This application claims the benefit of U.S. Provisional Application No. 61/882,139, filed on Sep. 25, 2013, which is incorporated herein by reference.

FIELD OF THE INVENTION

The invention relates to a method of conducting diagnostics on a subterranean formation.

BACKGROUND

Hydraulic fracturing of reservoirs is a technology optimizing the value of subterranean hydrocarbon-bearing formations and, in particular, of unconventional gas and liquid rich shale deposits. Due to the tight nature of formations containing such deposits, standard techniques for reservoir characterization and hydraulic fracture design are often inapplicable or present interpretation challenges. Understanding leak-off process is a key component of characterization and design. A standard practice of leak-off estimation involves conducting a minifrac or leak-off test. Due to very low permeability of the unconventional gas and liquid rich shale formations this test generally provides poor results. Another way to estimate the leak-off is to use analytical approach which requires knowledge of some parameters of the formation such as permeability and porosity. However, these parameters can be very hard to estimate in tight formations.

SUMMARY OF THE INVENTION

In accordance with one aspect of the present disclosure, a method includes providing a first sensor in an injection well penetrating a subterranean formation. The method also includes providing a second sensor in an observation well penetrating the subterranean formation. The method further includes increasing pressure within the injection well until a fracture extends from an initiation location in the injection well through a portion of the subterranean formation to an intersection location in the observation well, wherein increasing pressure within the injection well comprises introducing fluid into the injection well. The method includes obtaining a measurement indicative of fracture initiation from the first sensor. Additionally, the method includes determining a height of the fracture at the injection well. The method also includes obtaining a measurement indicative of fracture intersection from the second sensor. The method includes determining a volume of fluid introduced between the fracture initiation and the fracture intersection. Additionally, the method includes determining a distance between the initiation location and the intersection location. The method also includes determining a time lapse between the fracture initiation and the fracture intersection. Additionally, the method includes using the determined values, calculating a hydraulic fracturing characteristic.

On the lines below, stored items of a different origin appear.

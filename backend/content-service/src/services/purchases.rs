/// Purchase service - ledger writes, purchase checks and subscriptions
use crate::db::{ContentStore, PurchaseLedger};
use crate::error::{AppError, Result};
use crate::metrics;
use crate::models::{
    ContentSummary, NewPurchase, Purchase, PurchaseStatus, PurchaseStatusView, Subscription,
};
use chrono::{DateTime, Duration, Utc};
use std::collections::HashMap;
use std::sync::Arc;
use uuid::Uuid;

/// Paid access lasts this long from the purchase date
pub const SUBSCRIPTION_PERIOD_DAYS: i64 = 30;

const SECONDS_PER_DAY: i64 = 86_400;

pub struct PurchaseService {
    store: Arc<dyn ContentStore>,
    ledger: Arc<dyn PurchaseLedger>,
}

impl PurchaseService {
    pub fn new(store: Arc<dyn ContentStore>, ledger: Arc<dyn PurchaseLedger>) -> Self {
        Self { store, ledger }
    }

    /// Record a completed purchase, snapshotting the current price and owner.
    ///
    /// Duplicates are rejected by the ledger's unique keys, so two racing
    /// submissions yield exactly one row and one Conflict.
    pub async fn record_purchase(
        &self,
        buyer_id: &str,
        content_id: Uuid,
        transaction_hash: &str,
    ) -> Result<Purchase> {
        let transaction_hash = transaction_hash.trim();
        if transaction_hash.is_empty() {
            metrics::record_purchase_attempt("rejected");
            return Err(AppError::InvalidInput("transactionHash is required".into()));
        }

        let content = self
            .store
            .get_summaries(&[content_id])
            .await?
            .into_iter()
            .next()
            .ok_or_else(|| {
                metrics::record_purchase_attempt("rejected");
                AppError::NotFound(format!("content {} not found", content_id))
            })?;

        let result = self
            .ledger
            .record(NewPurchase {
                user_id: buyer_id.to_string(),
                content_id,
                creator_id: content.owner_id,
                transaction_hash: transaction_hash.to_string(),
                amount: content.price,
                status: PurchaseStatus::Completed,
            })
            .await;

        match &result {
            Ok(purchase) => {
                metrics::record_purchase_attempt("recorded");
                tracing::info!(
                    purchase_id = %purchase.id,
                    %content_id,
                    buyer_id,
                    amount = purchase.amount,
                    "purchase recorded"
                );
            }
            Err(AppError::Conflict(reason)) => {
                metrics::record_purchase_attempt("conflict");
                tracing::info!(
                    %content_id,
                    buyer_id,
                    reason = %reason,
                    "duplicate purchase rejected"
                );
            }
            Err(_) => metrics::record_purchase_attempt("error"),
        }
        result
    }

    pub async fn check_status(
        &self,
        buyer_id: &str,
        content_id: Uuid,
    ) -> Result<PurchaseStatusView> {
        let purchase = self.ledger.find(buyer_id, content_id).await?;
        Ok(PurchaseStatusView {
            has_purchased: purchase.is_some(),
            purchase,
        })
    }

    /// The buyer's purchases with renewal metadata, newest first. Purchases
    /// of deleted content are left out.
    pub async fn list_subscriptions(
        &self,
        buyer_id: &str,
        now: DateTime<Utc>,
    ) -> Result<Vec<Subscription>> {
        let purchases = self.ledger.list_by_buyer(buyer_id).await?;
        let ids: Vec<Uuid> = purchases.iter().map(|p| p.content_id).collect();
        let mut contents: HashMap<Uuid, ContentSummary> = self
            .store
            .get_summaries(&ids)
            .await?
            .into_iter()
            .map(|summary| (summary.id, summary))
            .collect();

        Ok(purchases
            .into_iter()
            .filter_map(|purchase| {
                let content = contents.remove(&purchase.content_id)?;
                Some(subscription(purchase, content, now))
            })
            .collect())
    }
}

fn subscription(purchase: Purchase, content: ContentSummary, now: DateTime<Utc>) -> Subscription {
    if !content.subscription_tier.is_paid() {
        return Subscription {
            purchase,
            content,
            expires_at: None,
            is_active: true,
            days_remaining: None,
        };
    }

    let expires_at = purchase.purchase_date + Duration::days(SUBSCRIPTION_PERIOD_DAYS);
    let remaining = (expires_at - now).num_seconds();
    let days_remaining = if remaining <= 0 {
        0
    } else {
        (remaining + SECONDS_PER_DAY - 1) / SECONDS_PER_DAY
    };

    Subscription {
        purchase,
        content,
        expires_at: Some(expires_at),
        is_active: now < expires_at,
        days_remaining: Some(days_remaining),
    }
}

BRIEF DESCRIPTION OF THE FIGURES

FIG. 1 illustrates a schematic of an injection well and an observation well with a fracture extending therebetween in accordance with one aspect of the present disclosure.

DETAILED DESCRIPTION

The present disclosure provides methods for field testing and deriving hydraulic fracturing parameters. Generally, a combination of distributed temperature and acoustic sensors are installed in a vertical and deviated well respectively to measure fracture height, time required for the fracture to grow to a length, and fluid leak-off rate. The estimated parameters may also be employed in history matching to decrease the uncertainty in characterizing the stress field, fracture toughness of the formation, and other related properties.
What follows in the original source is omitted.